North-east scrap metal merchants are reeling from the closure of the Redcar steel works, with some companies said to be out of pocket by hundreds of thousands of pounds.

Steel producers Sahaviriya Steel Industries UK (SSI) announced that it would end production at its iron and steel-making facilities on Teesside with the loss of 1,700 jobs on Monday.

A year ago MRW reported concerns in the national press that auditors had warned about the viability of the plant but SSI played down these fears (see below).

Because traditional scrap suppliers had previously complained about difficulties in being paid, a third party organisation was set up to handle supplies to the plant.

Tom Bird, managing director of Mettalis Recycling, said: “It’s never good when a domestic consumer ceases to exist but, to be honest, in terms of SSI it isn’t a secret that there have been issues with payment. It was difficult getting paid so it is not a huge surprise for people, although it is very sad.”

Bird, who is also president of the European Ferrous Recovery and Recycling Federation and board member of the Bureau of International Recycling’s ferrous division, also said that cheap Chinese billet was having a big impact on steel producers and was “dampening” prices across the world market. The closure of SSI was a part of this phenomenon, he argued, although it would undoubtedly have effects locally.

One anonymous scrap dealer said it had limited its contact with the plant by choosing not to supply, particularly since ownership switched from Tata which had mothballed it in 2010. “When you have an investor that opens a company under a different banner it sets alarm bells. So you try to manage your exposure to it. We have tried to shy away from it.”

John Cumberland, managing director of Waste Stream Metal Recycling in County Durham, said many businesses could not get insurance to supply to the steelworks because the cost was “prohibitive”.

He said his company had no dealings with SSI but he knew of colleagues and businesses owed substantial sums.

“I know a lot of people who wouldn’t deliver to them. I have heard some people are owed quite a few hundreds of thousands in scrap metal, and it’s been mentioned in the millions for some people,” he said.

“It is an absolute disaster for steel workers across Teesside, but the biggest disaster was when it opened because it gave people false hope.”

Cumberland argued that the cycle of opening and closing at the site could not continue.

“We would like to see steel made in the north-east. The problem I have is that people get on their soapbox saying the Government should bale them out as they have, rightly, in Germany and Italy.

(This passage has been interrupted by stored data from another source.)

//! Stable identity for the object and array nodes of a state tree.
//!
//! Values stay plain `serde_json::Value`s; identity lives in a side table,
//! [`Tags`], which mirrors the shape of the value it describes. Every time a
//! new value is committed, [`tag`] re-keys the side table by correlating the
//! new value with the previous snapshot, so a node that survives a
//! structural copy keeps its token. The diff engine uses these tokens to
//! recognise a reordered array item as a move rather than a removal paired
//! with an insertion.

use crate::path::{Path, Segment};
use serde_json::Value;
use std::{
    collections::BTreeMap,
    fmt::Display,
    sync::{
        atomic::{AtomicU64, Ordering},
        Arc,
    },
};

static NEXT_TOKEN: AtomicU64 = AtomicU64::new(1);

/// Opaque identity of one object or array node. Only meaningful for
/// correlating snapshots; never for business logic.
#[derive(Clone, Copy, Debug, PartialEq, Eq, PartialOrd, Ord, Hash)]
pub struct Token(u64);

impl Token {
    fn mint() -> Self {
        Token(NEXT_TOKEN.fetch_add(1, Ordering::Relaxed))
    }

    pub fn num(self) -> u64 {
        self.0
    }
}

impl Display for Token {
    fn fmt(&self, f: &mut std::fmt::Formatter<'_>) -> std::fmt::Result {
        write!(f, "#{}", self.0)
    }
}

/// Identity side table for one value. Scalars carry no token.
#[derive(Clone, Debug, PartialEq, Eq)]
pub enum Tags {
    Scalar,
    Object {
        token: Token,
        fields: BTreeMap<String, Tags>,
    },
    Array {
        token: Token,
        items: Vec<Tags>,
    },
}

static SCALAR: Tags = Tags::Scalar;

impl Tags {
    pub fn token(&self) -> Option<Token> {
        match self {
            Tags::Scalar => None,
            Tags::Object { token, .. } | Tags::Array { token, .. } => Some(*token),
        }
    }

    /// Tags of an object field, or scalar tags if there is no such field.
    pub fn field(&self, key: &str) -> &Tags {
        match self {
            Tags::Object { fields, .. } => fields.get(key).unwrap_or(&SCALAR),
            _ => &SCALAR,
        }
    }

    /// Tags of an array item, or scalar tags if there is no such item.
    pub fn item(&self, index: usize) -> &Tags {
        match self {
            Tags::Array { items, .. } => items.get(index).unwrap_or(&SCALAR),
            _ => &SCALAR,
        }
    }

    fn fresh(value: &Value) -> Tags {
        match value {
            Value::Object(fields) => Tags::Object {
                token: Token::mint(),
                fields: fields
                    .iter()
                    .map(|(k, v)| (k.clone(), Tags::fresh(v)))
                    .collect(),
            },
            Value::Array(items) => Tags::Array {
                token: Token::mint(),
                items: items.iter().map(Tags::fresh).collect(),
            },
            _ => Tags::Scalar,
        }
    }

    /// Tags for `value`, reusing tokens from `self`, which describes
    /// `previous`.
    fn correlate(&self, previous: &Value, value: &Value) -> Tags {
        if previous == value {
            return self.clone();
        }
        match (self, previous, value) {
            (Tags::Object { token, fields }, Value::Object(old), Value::Object(new)) => {
                Tags::Object {
                    token: *token,
                    fields: new
                        .iter()
                        .map(|(k, v)| {
                            let tags = match (fields.get(k), old.get(k)) {
                                (Some(t), Some(o)) => t.correlate(o, v),
                                _ => Tags::fresh(v),
                            };
                            (k.clone(), tags)
                        })
                        .collect(),
                }
            }
            (Tags::Array { token, items }, Value::Array(old), Value::Array(new)) => Tags::Array {
                token: *token,
                items: correlate_items(items, old, new),
            },
            _ => Tags::fresh(value),
        }
    }
}

fn is_container(value: &Value) -> bool {
    matches!(value, Value::Object(_) | Value::Array(_))
}

fn same_kind(a: &Value, b: &Value) -> bool {
    matches!(
        (a, b),
        (Value::Object(_), Value::Object(_)) | (Value::Array(_), Value::Array(_))
    )
}

/// Array items are claimed in three rounds: an equal item at the same index,
/// then an equal item anywhere (a move), then whatever sits at the same index
/// with the same kind (an in-place update). Leftovers are new nodes.
fn correlate_items(tags: &[Tags], old: &[Value], new: &[Value]) -> Vec<Tags> {
    let mut claimed = vec![false; old.len()];
    let mut result: Vec<Option<Tags>> = vec![None; new.len()];

    for (j, v) in new.iter().enumerate() {
        if !is_container(v) {
            result[j] = Some(Tags::Scalar);
        } else if j < old.len() && old[j] == *v {
            claimed[j] = true;
            result[j] = Some(tags.get(j).cloned().unwrap_or_else(|| Tags::fresh(v)));
        }
    }

    for (j, v) in new.iter().enumerate() {
        if result[j].is_some() {
            continue;
        }
        if let Some(i) = (0..old.len()).find(|&i| !claimed[i] && old[i] == *v) {
            claimed[i] = true;
            result[j] = Some(tags.get(i).cloned().unwrap_or_else(|| Tags::fresh(v)));
        }
    }

    for (j, v) in new.iter().enumerate() {
        if result[j].is_some() || j >= old.len() || claimed[j] || !same_kind(&old[j], v) {
            continue;
        }
        claimed[j] = true;
        result[j] = Some(match tags.get(j) {
            Some(t) => t.correlate(&old[j], v),
            None => Tags::fresh(v),
        });
    }

    result
        .into_iter()
        .zip(new)
        .map(|(t, v)| t.unwrap_or_else(|| Tags::fresh(v)))
        .collect()
}

/// A snapshot of a state tree together with its identity side table.
///
/// The value is shared behind an `Arc`, so handing a snapshot to a renderer
/// does not copy it, and a later commit cannot change it.
#[derive(Clone, Debug)]
pub struct Tagged {
    value: Arc<Value>,
    tags: Tags,
}

impl Tagged {
    /// Tag a value that has no predecessor. Every node gets a fresh token.
    pub fn new(value: Value) -> Self {
        let tags = Tags::fresh(&value);
        Tagged {
            value: Arc::new(value),
            tags,
        }
    }

    pub fn value(&self) -> &Value {
        &self.value
    }

    pub fn snapshot(&self) -> Arc<Value> {
        self.value.clone()
    }

    pub fn tags(&self) -> &Tags {
        &self.tags
    }

    /// Tag `value` as the successor of this snapshot.
    pub fn retag(&self, value: Value) -> Tagged {
        tag(value, Some(self))
    }

    pub fn token_at(&self, path: &Path) -> Option<Token> {
        path.segments()
            .iter()
            .try_fold(&self.tags, |tags, segment| match (tags, segment) {
                (Tags::Object { fields, .. }, Segment::Key(k)) => fields.get(k),
                (Tags::Object { fields, .. }, Segment::Index(i)) => fields.get(&i.to_string()),
                (Tags::Array { items, .. }, segment) => segment.as_index().and_then(|i| items.get(i)),
                _ => None,
            })
            .and_then(Tags::token)
    }
}

/// Tag `value`, reusing the identity of nodes it shares with `previous`.
///
/// Without a previous snapshot every object and array node gets a fresh
/// token. `previous` is only read.
pub fn tag(value: Value, previous: Option<&Tagged>) -> Tagged {
    let tags = match previous {
        Some(previous) => previous.tags.correlate(&previous.value, &value),
        None => Tags::fresh(&value),
    };
    Tagged {
        value: Arc::new(value),
        tags,
    }
}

“But this company is a Thai company and they have had plenty of incentives. They have the UK order book and they can make cheap steel.

“It is just a black hole because every three or four years it closes and the people who work there get made redundant. How long can you do that for? It’s a dreadful situation and it always happens at this time of year coming up to Christmas.”

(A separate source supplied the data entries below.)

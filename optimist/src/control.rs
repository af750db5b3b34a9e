//! Building blocks the dispatch pipeline is driven by.
//!
//! [`effect::Effect`] is a deferred asynchronous computation, started at
//! most once. [`queue::DispatchQueue`] orders the invocations of one module.

pub mod effect;
pub(crate) mod queue;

One merchant added: “Closure of the Teesside steelworks won’t help talk of a further £15-£20 price drop [which has now] changed into fact. The regional variation is even higher: the further north the lower the price. With all commodities taking a battering and the mining giants looking shaky, nothing is looking good.”

Scrap dealer Frank Hanratty said: “Despite what the Government is saying, we are still in a recession. The only area in the country that isn’t in the recession is London.

“Around this area we are in the worst recession in living memory – we are living in a wilderness. So consequently regarding plans for the future, you have to tighten your belt up and hope for the best.”

A year ago - what MRW reported

The Sunday Times said that accounts for Thai company SSI showed a pre-tax loss of $309m (£194m) in 2013 on top of $476m lost in 2012.

In response, SSI UK said the financial performance during 2014 had continued to improve, and in June a positive monthly EBITDA result was achieved for the first time since the plant was restarted in April 2012.

A company statement said: “This trend … is continuing and, with the support of the parent company, key stakeholders and suppliers, we are confident of achieving our goal of SSI UK becoming established as a viable and sustainable business.”